The campaign for her second term was conducted virtually because of the Covid-19 pandemic. Otherwise, it was the same story. Duncan Laaki took on the challenge and worked hard to get Sebutinde support in New York. However, she got re-elected without her country or Africa putting in the work on her behalf. It is therefore dishonest for anyone to claim that Sebutinde has betrayed Africa, a continent that did not send her to the Hague.
Anyone who believes that Sebutinde acts on behalf of President Museveni has forgotten her record as one of the most independent judges in Uganda’s judicial history. Her record as the chairperson in the judicial commissions of inquiry into corruption in the Uganda Police Force (1999-2000), the Uganda People’s Defence Forces (2001), and the Uganda Revenue Authority (2002), exposed dirt and made brave recommendations that disqualified her from the president’s favoured club of jurists.
It is clear why Julia has been an independent voice in her long and distinguished career on the bench. Besides a solid education (Lake Victoria Primary School, Gayaza High School, King’s College, Budo, Makerere University Law School, the Law Development Centre, University of Edinburgh Law School), her work history has been driven by professional excellence and integrity, with promotions and appointments on merit, not on political connections. Uganda, UK, Namibia, Sierra Leone, the Hague – that is a rich experience for this very fine professional who, in her words, “owes no one except God, and the international community,” and serves justice with truth, conscientiousness, and independence.
Many who are angered by her dissenting opinion in this case seem not to know what Sebutinde wrote. When I asked ten of my friends who were very disappointed with Sebutinde whether they had read the entire eleven pages of her opinion, only one of them had. It is worth reading. It was written with great clarity, sensitivity, and thoughtfulness about a complex matter that has caused recurrent bloodshed and chronic suffering to both Israelis and Palestinians. She considered the case as presented, with specific focus on the central legal question before the Court, namely, whether Israel had committed acts of genocide in Gaza and Palestine.
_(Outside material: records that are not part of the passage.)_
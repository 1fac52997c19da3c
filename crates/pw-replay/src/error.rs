// error.rs — Error types for the replay engine.
//
// Findings are not errors: a tampered log produces a failing verdict, not
// an Err. Errors here mean the engine could not run at all.

use std::path::PathBuf;
use thiserror::Error;

/// Errors that prevent a replay or integrity pass from running.
#[derive(Debug, Error)]
pub enum ReplayError {
    /// The workspace root is not an existing directory.
    #[error("workspace root is not an existing directory: {0}")]
    WorkspaceInvalid(PathBuf),

    /// The audit subsystem failed (I/O, not tamper).
    #[error("audit error: {0}")]
    Audit(#[from] pw_audit::AuditError),

    /// The plan registry failed to load.
    #[error("plan error: {0}")]
    Plan(#[from] pw_plan::PlanError),
}
// error.rs — Error types for path authority operations.

use std::path::PathBuf;
use thiserror::Error;

/// Errors that can occur while resolving paths against the locked root.
#[derive(Debug, Error)]
pub enum PathError {
    /// The workspace root handed to `lock` was not an absolute path.
    #[error("workspace root is not absolute: {0}")]
    RootNotAbsolute(PathBuf),

    /// The workspace root does not exist or is not a directory.
    #[error("workspace root is not an existing directory: {0}")]
    RootNotDirectory(PathBuf),

    /// An empty path was supplied.
    #[error("empty path")]
    EmptyPath,

    /// The path contains traversal components that escape the root.
    #[error("path traversal escapes the workspace root: {0}")]
    Traversal(String),

    /// The resolved path lies outside the workspace root.
    #[error("path resolves outside the workspace root: {0}")]
    OutsideRoot(PathBuf),

    /// A symlink along the path resolves outside the workspace root.
    #[error("symlink escapes the workspace root: {0}")]
    SymlinkEscape(PathBuf),

    /// The path does not exist (reads only).
    #[error("path not found: {0}")]
    NotFound(PathBuf),

    /// An underlying filesystem operation failed.
    #[error("I/O error at {path}: {source}")]
    Io {
        path: PathBuf,
        source: std::io::Error,
    },
}
impl GatewayState {
    /// A gateway with no session yet. `begin_session` must come first.
    pub fn new(config: GatewayConfig) -> Self {
        Self {
            config,
            session: None,
            authority: None,
            registry: None,
            audit: None,
            policy: ContentPolicy::new(),
            workspace: WorkspaceConfig::default(),
            buffer: PreSessionBuffer::new(),
        }
    }

    // ── Session ──────────────────────────────────────────────────

    /// Initialize the session. Must be the first call; succeeds once.
    pub fn begin_session(&mut self, workspace_root: &str) -> Result<SessionInfo, GatewayError> {
        if let Some(session) = &self.session {
            return Err(GatewayError::Session(SessionError::AlreadyInitialized(
                session.workspace_root.display().to_string(),
            )));
        }

        let initialized = self.initialize(workspace_root);
        match initialized {
            Ok(info) => Ok(info),
            Err(err) => {
                // Failed initialization discards whatever was buffered.
                self.buffer.discard(workspace_root);
                Err(err)
            }
        }
    }

    fn initialize(&mut self, workspace_root: &str) -> Result<SessionInfo, GatewayError> {
        let authority = PathAuthority::lock(workspace_root).map_err(|err| match err {
            PathError::RootNotAbsolute(p) | PathError::RootNotDirectory(p) => {
                GatewayError::InvalidRoot(p)
            }
            other => GatewayError::Path(other),
        })?;
        let root = authority.root().to_path_buf();

        let audit = AuditLog::open(root.join(AUDIT_LOG_FILE))?;
        let registry = PlanRegistry::load(&root)?;
        let workspace = WorkspaceConfig::load(&root)?
            .with_command_override(self.config.preflight_override.as_deref());
        let policy = if workspace.policy.test_dirs.is_empty() {
            ContentPolicy::new()
        } else {
            ContentPolicy::with_test_dirs(&workspace.policy.test_dirs)
        };
        let session = Session::begin(&root, self.config.role);

        // Flush events that arrived before the session existed, in order,
        // then record the initialization itself.
        self.buffer.flush_into(workspace_root, &audit)?;
        audit.append(
            AuditEvent::new("begin_session", "init")
                .with_session(
                    session.session_id.to_string(),
                    session.role.to_string(),
                    root.display().to_string(),
                )
                .with_args(json!({"workspace_root": root.display().to_string()}))
                .with_result(json!({"status": "initialized"})),
        )?;

        let info = SessionInfo {
            status: "initialized".to_string(),
            workspace_root: root.display().to_string(),
            session_id: session.session_id.to_string(),
            role: session.role.to_string(),
        };

        self.session = Some(session);
        self.authority = Some(authority);
        self.registry = Some(registry);
        self.audit = Some(audit);
        self.workspace = workspace;
        self.policy = policy;
        Ok(info)
    }

    /// Buffer a pre-session event (used by the adapter for early arrivals).
    pub fn buffer_pre_session(&mut self, workspace_root: &str, event: AuditEvent) {
        self.buffer.push(workspace_root, event);
    }

    pub fn session(&self) -> Result<&Session, GatewayError> {
        self.session
            .as_ref()
            .ok_or(GatewayError::Session(SessionError::NotInitialized))
    }

    fn authority(&self) -> Result<&PathAuthority, GatewayError> {
        self.authority
            .as_ref()
            .ok_or(GatewayError::Session(SessionError::NotInitialized))
    }

    fn audit(&self) -> Result<&AuditLog, GatewayError> {
        self.audit
            .as_ref()
            .ok_or(GatewayError::Session(SessionError::NotInitialized))
    }

    // ── Prompts ──────────────────────────────────────────────────

    /// Fetch a canonical prompt; a successful fetch satisfies the gate.
    pub fn read_prompt(&mut self, name: &str) -> Result<String, GatewayError> {
        let session = self
            .session
            .as_mut()
            .ok_or(GatewayError::Session(SessionError::NotInitialized))?;
        session.fetch_prompt(name)?;
        let text = prompts::text_for(name).ok_or_else(|| {
            GatewayError::Session(SessionError::UnknownPrompt {
                name: name.to_string(),
                role: session.role.to_string(),
            })
        })?;

        let session_id = session.session_id.to_string();
        let role = session.role.to_string();
        let root = session.workspace_root.display().to_string();
        self.audit()?.append(
            AuditEvent::new("read_prompt", "prompt")
                .with_session(session_id, role, root)
                .with_args(json!({"name": name}))
                .with_result(json!({"length": text.len()})),
        )?;
        Ok(text.to_string())
    }

    // ── Reads ────────────────────────────────────────────────────

    /// Read a file (or list a directory) inside the root. Reads do not
    /// require the prompt gate, and the plans/docs tree is always
    /// readable regardless of registry state.
    pub fn read_file(&self, path: &str) -> Result<String, GatewayError> {
        self.session()?;
        let resolved = self.authority()?.resolve_read(path)?;
        if resolved.is_dir() {
            let mut names: Vec<String> = fs::read_dir(&resolved)
                .map_err(|source| GatewayError::Io {
                    path: resolved.clone(),
                    source,
                })?
                .filter_map(|entry| entry.ok())
                .map(|entry| entry.file_name().to_string_lossy().into_owned())
                .collect();
            names.sort();
            return Ok(names.join("\n"));
        }
        let bytes = fs::read(&resolved).map_err(|source| GatewayError::Io {
            path: resolved.clone(),
            source,
        })?;
        Ok(String::from_utf8_lossy(&bytes).into_owned())
    }

    // ── Writes ───────────────────────────────────────────────────

    /// Run a mutation through the admission pipeline. Failed attempts are
    /// recorded in the audit log with their error code.
    pub fn write_file(&mut self, request: WriteRequest) -> Result<WriteOutcome, GatewayError> {
        let session = self
            .session
            .as_ref()
            .ok_or(GatewayError::Session(SessionError::NotInitialized))?;
        let authority = self
            .authority
            .as_ref()
            .ok_or(GatewayError::Session(SessionError::NotInitialized))?;
        let registry = self
            .registry
            .as_mut()
            .ok_or(GatewayError::Session(SessionError::NotInitialized))?;
        let audit = self
            .audit
            .as_ref()
            .ok_or(GatewayError::Session(SessionError::NotInitialized))?;

        let mut ctx = PipelineContext {
            session,
            authority,
            registry,
            policy: &self.policy,
            preflight: self.workspace.preflight.as_ref(),
            audit,
        };

        match pipeline::admit(&mut ctx, &request) {
            Ok(outcome) => Ok(outcome),
            Err(err) => {
                // Decision: failed attempts leave an audit trace too.
                let mut event = AuditEvent::new("write_file", "write")
                    .with_session(
                        session.session_id.to_string(),
                        session.role.to_string(),
                        authority.root().display().to_string(),
                    )
                    .with_args(json!({
                        "path": request.path,
                        "plan": request.plan,
                        "phase": request.phase,
                    }))
                    .with_error(err.code(), err.invariant_id());
                if !request.plan.trim().is_empty() {
                    event = event.with_plan(request.plan.clone());
                }
                if let Some(phase) = &request.phase {
                    event = event.with_phase(phase.clone());
                }
                if let Err(log_err) = audit.append(event) {
                    tracing::error!(%log_err, "failed to record rejected write");
                }
                Err(err)
            }
        }
    }

    // ── Plans ────────────────────────────────────────────────────

    /// Identities of all approved plans.
    pub fn list_plans(&mut self) -> Result<Vec<String>, GatewayError> {
        self.session()?;
        let registry = self
            .registry
            .as_mut()
            .ok_or(GatewayError::Session(SessionError::NotInitialized))?;
        registry.reconcile()?;
        Ok(registry.approved_hashes())
    }

    /// Bootstrap the first approved plan into an empty registry.
    pub fn bootstrap(
        &mut self,
        path: Option<&str>,
        plan_content: &str,
        payload: BootstrapPayload,
        signature: &str,
    ) -> Result<BootstrapOutcome, GatewayError> {
        let session = self
            .session
            .as_ref()
            .ok_or(GatewayError::Session(SessionError::NotInitialized))?;

        if let Some(path) = path {
            let normalized = path.trim_start_matches("./");
            if !normalized.starts_with(PLANS_DIR) {
                return Err(GatewayError::Schema(format!(
                    "foundation plan path must sit under {}/",
                    PLANS_DIR
                )));
            }
        }

        let root = session.workspace_root.clone();
        let registry = self
            .registry
            .as_mut()
            .ok_or(GatewayError::Session(SessionError::NotInitialized))?;
        let secret = BootstrapSecret::load(&root, self.config.bootstrap_secret.as_deref())?;

        let session_id = session.session_id.to_string();
        let role = session.role.to_string();
        let result = bootstrap_foundation_plan(
            registry,
            &self.policy,
            plan_content,
            &payload,
            signature,
            &secret,
        );

        let audit = self
            .audit
            .as_ref()
            .ok_or(GatewayError::Session(SessionError::NotInitialized))?;
        match result {
            Ok(outcome) => {
                let intent = if outcome.noop { "bootstrap_noop" } else { "bootstrap" };
                audit.append(
                    AuditEvent::new("bootstrap", intent)
                        .with_session(session_id, role, root.display().to_string())
                        .with_plan(outcome.plan_hash.clone())
                        .with_args(json!({
                            "repo_id": payload.repo_id,
                            "nonce": payload.nonce,
                            "action": payload.action,
                            "timestamp": payload.timestamp.to_rfc3339(),
                            "signature": signature,
                        }))
                        .with_result(json!({
                            "plan_id": outcome.plan_hash,
                            "plan_path": outcome.plan_path,
                        })),
                )?;
                Ok(outcome)
            }
            Err(err) => {
                let gateway_err = GatewayError::Plan(err);
                if let Err(log_err) = audit.append(
                    AuditEvent::new("bootstrap", "bootstrap")
                        .with_session(session_id, role, root.display().to_string())
                        .with_args(json!({
                            "repo_id": payload.repo_id,
                            "nonce": payload.nonce,
                            "action": payload.action,
                            "signature": signature,
                        }))
                        .with_error(gateway_err.code(), gateway_err.invariant_id()),
                ) {
                    tracing::error!(%log_err, "failed to record rejected bootstrap");
                }
                Err(gateway_err)
            }
        }
    }

    // ── Audit access / replay ────────────────────────────────────

    /// The raw audit log bytes, with the entry count.
    pub fn read_audit_log(&self) -> Result<(u64, String), GatewayError> {
        self.session()?;
        let path = self.audit()?.path().to_path_buf();
        let raw = fs::read_to_string(&path).map_err(|source| GatewayError::Io {
            path,
            source,
        })?;
        let count = raw.lines().filter(|l| !l.trim().is_empty()).count() as u64;
        Ok((count, raw))
    }

    /// Read-only integrity verification of the current workspace.
    pub fn verify_integrity(&self) -> Result<IntegrityReport, GatewayError> {
        let session = self.session()?;
        Ok(verify_workspace_integrity(&session.workspace_root)?)
    }

    /// Read-only replay of one plan's history, plus one record noting
    /// that the replay ran.
    pub fn replay_execution(
        &mut self,
        plan_hash: &str,
        filters: ReplayFilters,
    ) -> Result<ReplayVerdict, GatewayError> {
        let session = self.session()?;
        let root = session.workspace_root.clone();
        let session_id = session.session_id.to_string();
        let role = session.role.to_string();

        let verdict = replay(&root, plan_hash, &filters)?;

        self.audit()?.append(
            AuditEvent::new("replay", "replay")
                .with_session(session_id, role, root.display().to_string())
                .with_plan(plan_hash.to_string())
                .with_args(json!({"plan": plan_hash}))
                .with_result(json!({
                    "pass": verdict.pass,
                    "findings": verdict.findings.len(),
                })),
        )?;
        Ok(verdict)
    }

    /// Workspace root, if a session exists (adapter convenience).
    pub fn workspace_root(&self) -> Option<&Path> {
        self.session.as_ref().map(|s| s.workspace_root.as_path())
    }
}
In Sebutinde’s well considered opinion, South Africa did not demonstrate that Israel committed the alleged acts with genocidal intent. Please check the definition of genocide.
Thank God that the ICJ has differences of opinion, guided by learned interpretation of the law, not public opinion. God forbid, but should I ever appear before a court of law, may I be judged by someone like Sebutinde, one who upholds the law, not the understandable emotions of the laymen and women on the streets.
There is nowhere in her written opinion that Sebutinde disregarded the tragedy in Gaza. Indeed, she referred to the killings by both combatants, and rightly expressed the need for the conflict to be brought to an end through a diplomatic or negotiated settlement. She called for implementation in good faith of all relevant UN Security Council Resolutions by all parties concerned. This includes Israel. Her call for a “permanent solution whereby Israelis and Palestinians coexist” is what we should all be advocating, not an “either we win or you lose proposition” that seems to be fuelling those who blame only the Israelis or the Palestinians for the horrible death and suffering in Gaza.